Can someone explain the difference between these two, the first one is taken from allowing xcode to automatically generate the declaration, the last one is taken from an example in "Cocoa Programming" by Aaron Hillegass.

- (NSString*)planetName {
    return [[planetName retain] autorelease];
}

.

- (NSString*)planetName {
    return planetName;
}

I am just curious whats going on, my understanding was that the method is returning a pointer to either nil or an existing string object. I don't understand the reason for retaining and then adding to the autorelease pool?

A: 

In both cases, yes, they are both returning a pointer to either nil or the string object.

The difference is that the first code block handles memory management, the second does not. The second code block is assuming you are managing planetName somewhere else in your class instance, whereas in the first code block Apple is being as conservative as possible in keeping that memory from leaking. By putting the memory in the current autorelease pool it will be destroyed with the pool.

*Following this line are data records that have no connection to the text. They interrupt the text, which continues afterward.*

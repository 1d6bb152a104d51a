//! Evaluation context loading for the command-line tool.
//!
//! A context file is a JSON object; each top-level key becomes a name.
//! `-v name=value` bindings are layered on top: `value` is read as JSON when
//! it parses as JSON and as plain text otherwise, so `-v n=3` binds a number
//! and `-v who=Ada` binds a string.

use std::path::{Path, PathBuf};

use tracing::debug;

use crate::cli::CliArgs;
use crate::context::Context;
use crate::expr::value::Value;

/// A fatal error while assembling the evaluation context.
#[derive(Debug, thiserror::Error)]
pub enum ConfigError {
    #[error("cannot read {}: {source}", .path.display())]
    Io {
        path: PathBuf,
        source: std::io::Error,
    },

    #[error("{}: {source}", .path.display())]
    Json {
        path: PathBuf,
        source: serde_json::Error,
    },

    #[error("{}: context file must hold a JSON object", .path.display())]
    NotAnObject { path: PathBuf },

    #[error("invalid binding {0:?}: expected <name>=<value>")]
    Binding(String),
}

/// Turn a JSON document into a context. Only objects qualify.
pub fn context_from_json(json: serde_json::Value) -> Option<Context> {
    match json {
        serde_json::Value::Object(map) => Some(
            map.into_iter()
                .map(|(k, v)| (k, Value::from(v)))
                .collect(),
        ),
        _ => None,
    }
}

/// Read and parse a context file from disk.
pub fn load_context_file(path: &Path) -> Result<Context, ConfigError> {
    let text = std::fs::read_to_string(path).map_err(|source| ConfigError::Io {
        path: path.to_owned(),
        source,
    })?;
    let json: serde_json::Value =
        serde_json::from_str(&text).map_err(|source| ConfigError::Json {
            path: path.to_owned(),
            source,
        })?;
    let ctx = context_from_json(json).ok_or_else(|| ConfigError::NotAnObject {
        path: path.to_owned(),
    })?;
    debug!(path = %path.display(), names = ctx.len(), "loaded context file");
    Ok(ctx)
}

/// Split `name=value` into a name and its value.
pub fn parse_binding(binding: &str) -> Result<(String, Value), ConfigError> {
    let Some((name, raw)) = binding.split_once('=') else {
        return Err(ConfigError::Binding(binding.to_owned()));
    };
    let name = name.trim();
    if name.is_empty() {
        return Err(ConfigError::Binding(binding.to_owned()));
    }
    let value = serde_json::from_str::<serde_json::Value>(raw)
        .map(Value::from)
        .unwrap_or_else(|_| Value::Str(raw.to_owned()));
    Ok((name.to_owned(), value))
}

/// Build the context described by the command line: the context file (if
/// any) overlaid with every `-v` binding in order.
pub fn build_context(args: &CliArgs) -> Result<Context, ConfigError> {
    let mut ctx = match args.context.resolve() {
        Some(path) => load_context_file(&path)?,
        None => Context::new(),
    };
    for binding in &args.bindings {
        let (name, value) = parse_binding(binding)?;
        ctx.set(name, value);
    }
    Ok(ctx)
}

// ── Tests ─────────────────────────────────────────────────────────────────────

#[cfg(test)]
mod tests {
    use super::*;
    use crate::cli::ContextFile;
    use crate::context::Scope;
    use std::io::Write;

    #[test]
    fn json_object_becomes_context() {
        let ctx = context_from_json(serde_json::json!({"a": 1, "b": {"c": "x"}})).unwrap();
        assert_eq!(ctx.lookup("a"), Some(Value::from(1)));
        assert_eq!(
            ctx.lookup("b").map(|b| b.get_member("c")),
            Some(Value::from("x"))
        );
    }

    #[test]
    fn json_non_object_rejected() {
        assert!(context_from_json(serde_json::json!([1, 2])).is_none());
    }

    #[test]
    fn bindings_parse_json_or_text() {
        assert_eq!(parse_binding("n=3").unwrap(), ("n".into(), Value::from(3)));
        assert_eq!(parse_binding("ok=true").unwrap(), ("ok".into(), Value::Bool(true)));
        assert_eq!(parse_binding("who=Ada").unwrap(), ("who".into(), Value::from("Ada")));
        assert_eq!(
            parse_binding("q=\"a=b\"").unwrap(),
            ("q".into(), Value::from("a=b"))
        );
        assert_eq!(parse_binding("e=").unwrap(), ("e".into(), Value::from("")));
    }

    #[test]
    fn bad_bindings() {
        assert!(matches!(parse_binding("novalue"), Err(ConfigError::Binding(_))));
        assert!(matches!(parse_binding("=1"), Err(ConfigError::Binding(_))));
    }

    #[test]
    fn load_file_and_overlay_bindings() {
        let mut file = tempfile::NamedTempFile::new().unwrap();
        write!(file, r#"{{"x": 1, "name": "file"}}"#).unwrap();

        let args = CliArgs {
            context: ContextFile::Explicit(file.path().to_owned()),
            bindings: vec!["name=cli".into(), "y=2".into()],
            ..CliArgs::default()
        };
        let ctx = build_context(&args).unwrap();
        assert_eq!(ctx.lookup("x"), Some(Value::from(1)));
        assert_eq!(ctx.lookup("y"), Some(Value::from(2)));
        assert_eq!(ctx.lookup("name"), Some(Value::from("cli")));
    }

    #[test]
    fn missing_file_is_an_error() {
        let err = load_context_file(Path::new("/nonexistent/ctx.json")).unwrap_err();
        assert!(matches!(err, ConfigError::Io { .. }));
        assert!(err.to_string().starts_with("cannot read /nonexistent/ctx.json"));
    }

    #[test]
    fn malformed_files() {
        let mut file = tempfile::NamedTempFile::new().unwrap();
        write!(file, "{{not json").unwrap();
        assert!(matches!(
            load_context_file(file.path()),
            Err(ConfigError::Json { .. })
        ));

        let mut file = tempfile::NamedTempFile::new().unwrap();
        write!(file, "[1]").unwrap();
        assert!(matches!(
            load_context_file(file.path()),
            Err(ConfigError::NotAnObject { .. })
        ));
    }
}
//! Evaluation contexts.
//!
//! Compiled expressions read names through the [`Scope`] trait and never
//! write back. [`Context`] is the owned store most callers use; plain maps
//! and object values work too.

use std::collections::{BTreeMap, HashMap};

use crate::expr::value::Value;

/// Read-only name lookup used by the evaluator.
pub trait Scope {
    /// Resolve `name`, or `None` if it is not bound.
    fn lookup(&self, name: &str) -> Option<Value>;
}

impl<S: Scope + ?Sized> Scope for &S {
    fn lookup(&self, name: &str) -> Option<Value> {
        (**self).lookup(name)
    }
}

/// The empty scope: every name is unbound.
impl Scope for () {
    fn lookup(&self, _name: &str) -> Option<Value> {
        None
    }
}

impl Scope for HashMap<String, Value> {
    fn lookup(&self, name: &str) -> Option<Value> {
        self.get(name).cloned()
    }
}

impl Scope for BTreeMap<String, Value> {
    fn lookup(&self, name: &str) -> Option<Value> {
        self.get(name).cloned()
    }
}

/// An object value exposes its keys as names.
impl Scope for Value {
    fn lookup(&self, name: &str) -> Option<Value> {
        match self {
            Value::Object(map) => map.get(name).cloned(),
            _ => None,
        }
    }
}

/// Owned name → value store.
#[derive(Debug, Clone, Default)]
pub struct Context {
    vars: HashMap<String, Value>,
}

impl Context {
    pub fn new() -> Self {
        Self::default()
    }

    /// Builder form of [`Context::set`].
    pub fn with(mut self, name: impl Into<String>, value: impl Into<Value>) -> Self {
        self.set(name, value);
        self
    }

    /// Set (or overwrite) a variable.
    pub fn set(&mut self, name: impl Into<String>, value: impl Into<Value>) {
        self.vars.insert(name.into(), value.into());
    }

    pub fn get(&self, name: &str) -> Option<&Value> {
        self.vars.get(name)
    }

    /// Remove a variable.  Returns `true` if it existed.
    pub fn unset(&mut self, name: &str) -> bool {
        self.vars.remove(name).is_some()
    }

    pub fn contains(&self, name: &str) -> bool {
        self.vars.contains_key(name)
    }

    pub fn iter(&self) -> impl Iterator<Item = (&String, &Value)> {
        self.vars.iter()
    }

    pub fn len(&self) -> usize {
        self.vars.len()
    }

    pub fn is_empty(&self) -> bool {
        self.vars.is_empty()
    }
}

impl Scope for Context {
    fn lookup(&self, name: &str) -> Option<Value> {
        self.vars.get(name).cloned()
    }
}

impl<K: Into<String>, V: Into<Value>> FromIterator<(K, V)> for Context {
    fn from_iter<I: IntoIterator<Item = (K, V)>>(iter: I) -> Self {
        let mut ctx = Context::new();
        ctx.extend(iter);
        ctx
    }
}

impl<K: Into<String>, V: Into<Value>> Extend<(K, V)> for Context {
    fn extend<I: IntoIterator<Item = (K, V)>>(&mut self, iter: I) {
        for (k, v) in iter {
            self.set(k, v);
        }
    }
}

// ── Tests ─────────────────────────────────────────────────────────────────────

#[cfg(test)]
mod tests {
    use super::*;

    #[test]
    fn set_and_get() {
        let mut ctx = Context::new();
        ctx.set("wrap", 1);
        assert_eq!(ctx.get("wrap"), Some(&Value::from(1)));
        assert_eq!(ctx.lookup("wrap"), Some(Value::from(1)));
    }

    #[test]
    fn overwrite() {
        let ctx = Context::new().with("x", "old").with("x", "new");
        assert_eq!(ctx.get("x"), Some(&Value::from("new")));
        assert_eq!(ctx.len(), 1);
    }

    #[test]
    fn unset() {
        let mut ctx = Context::new().with("gone", "bye");
        assert!(ctx.unset("gone"));
        assert_eq!(ctx.get("gone"), None);
        assert!(!ctx.unset("gone"));
        assert!(ctx.is_empty());
    }

    #[test]
    fn missing_returns_none() {
        let ctx = Context::new();
        assert_eq!(ctx.lookup("nope"), None);
        assert!(!ctx.contains("nope"));
        assert_eq!(().lookup("nope"), None);
    }

    #[test]
    fn collect_from_pairs() {
        let ctx: Context = [("a", 1), ("b", 2)].into_iter().collect();
        assert_eq!(ctx.len(), 2);
        assert!(ctx.contains("b"));
    }

    #[test]
    fn iter_visits_every_binding() {
        let mut ctx = Context::new().with("b", 2).with("a", 1);
        ctx.extend([("c", 3)]);
        let mut names: Vec<_> = ctx.iter().map(|(k, v)| (k.as_str(), v.to_number())).collect();
        names.sort_by(|x, y| x.0.cmp(y.0));
        assert_eq!(names, [("a", 1.0), ("b", 2.0), ("c", 3.0)]);
    }

    #[test]
    fn maps_and_objects_are_scopes() {
        let mut map = HashMap::new();
        map.insert("k".to_owned(), Value::from(true));
        assert_eq!(map.lookup("k"), Some(Value::Bool(true)));

        let obj = Value::object([("k", 3)]);
        assert_eq!(obj.lookup("k"), Some(Value::from(3)));
        assert_eq!(Value::from(3).lookup("k"), None);
        assert_eq!((&obj).lookup("k"), Some(Value::from(3)));
    }
}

My recommendation would be to stick with the latter case and to be a little wiser about managing your own object instances than what XCode is auto-generating for you.

fbrereto
Following the second pattern without understanding exactly why will lead to mysterious crashes for those new to Cocoa. Follow the first pattern [defensive] then optimize later is likely more productive.
bbum
A good point.
fbrereto
If I added a dealloc method to the class that did a [planetName release] would that constitute "wiser memory management" and allow me to safely use the shorter "return planetName;"? I already have that, I think I might be getting confused and *over* managing, I know equally bad.
fuzzygoat
The basic philosophy is "object ownership" -- you want to pick an object that "owns" `planetName` and track its retain/release calls within that object. I would recommend bbum's link on memory management- it may take a little while to get through, but it's a good resource and will take you a long way.
fbrereto
That would be why you need to read the memory management guide; whether you use retain/autorelease has absolutely nothing to do with dealloc.
bbum
I only mentioned dealloc because I thought that if I was not tagging planetName for release in the "getter" then I would need to properly dispose of it when I finally release its parent object.
fuzzygoat
+4  A: 

Consider:

NSString *planetName = [myPlanet planetName];
[myPlanet setPlanetName: @"Bob"];
[planetName length];

Without [[planetName retain] autorelease], the above will very likely crash.

retain/autorelease puts the object into the current thread's autorelease pool. That effectively guarantees that the object will remain valid until the pool is drained, which is typically after the current event -- user event, timer firing, etc... -- is done processing.

(1) Use @property and @synthesize. It generates correct getter/setters for you.

(2) Read the Cocoa Memory Management guide. It answers all of these questions quite well.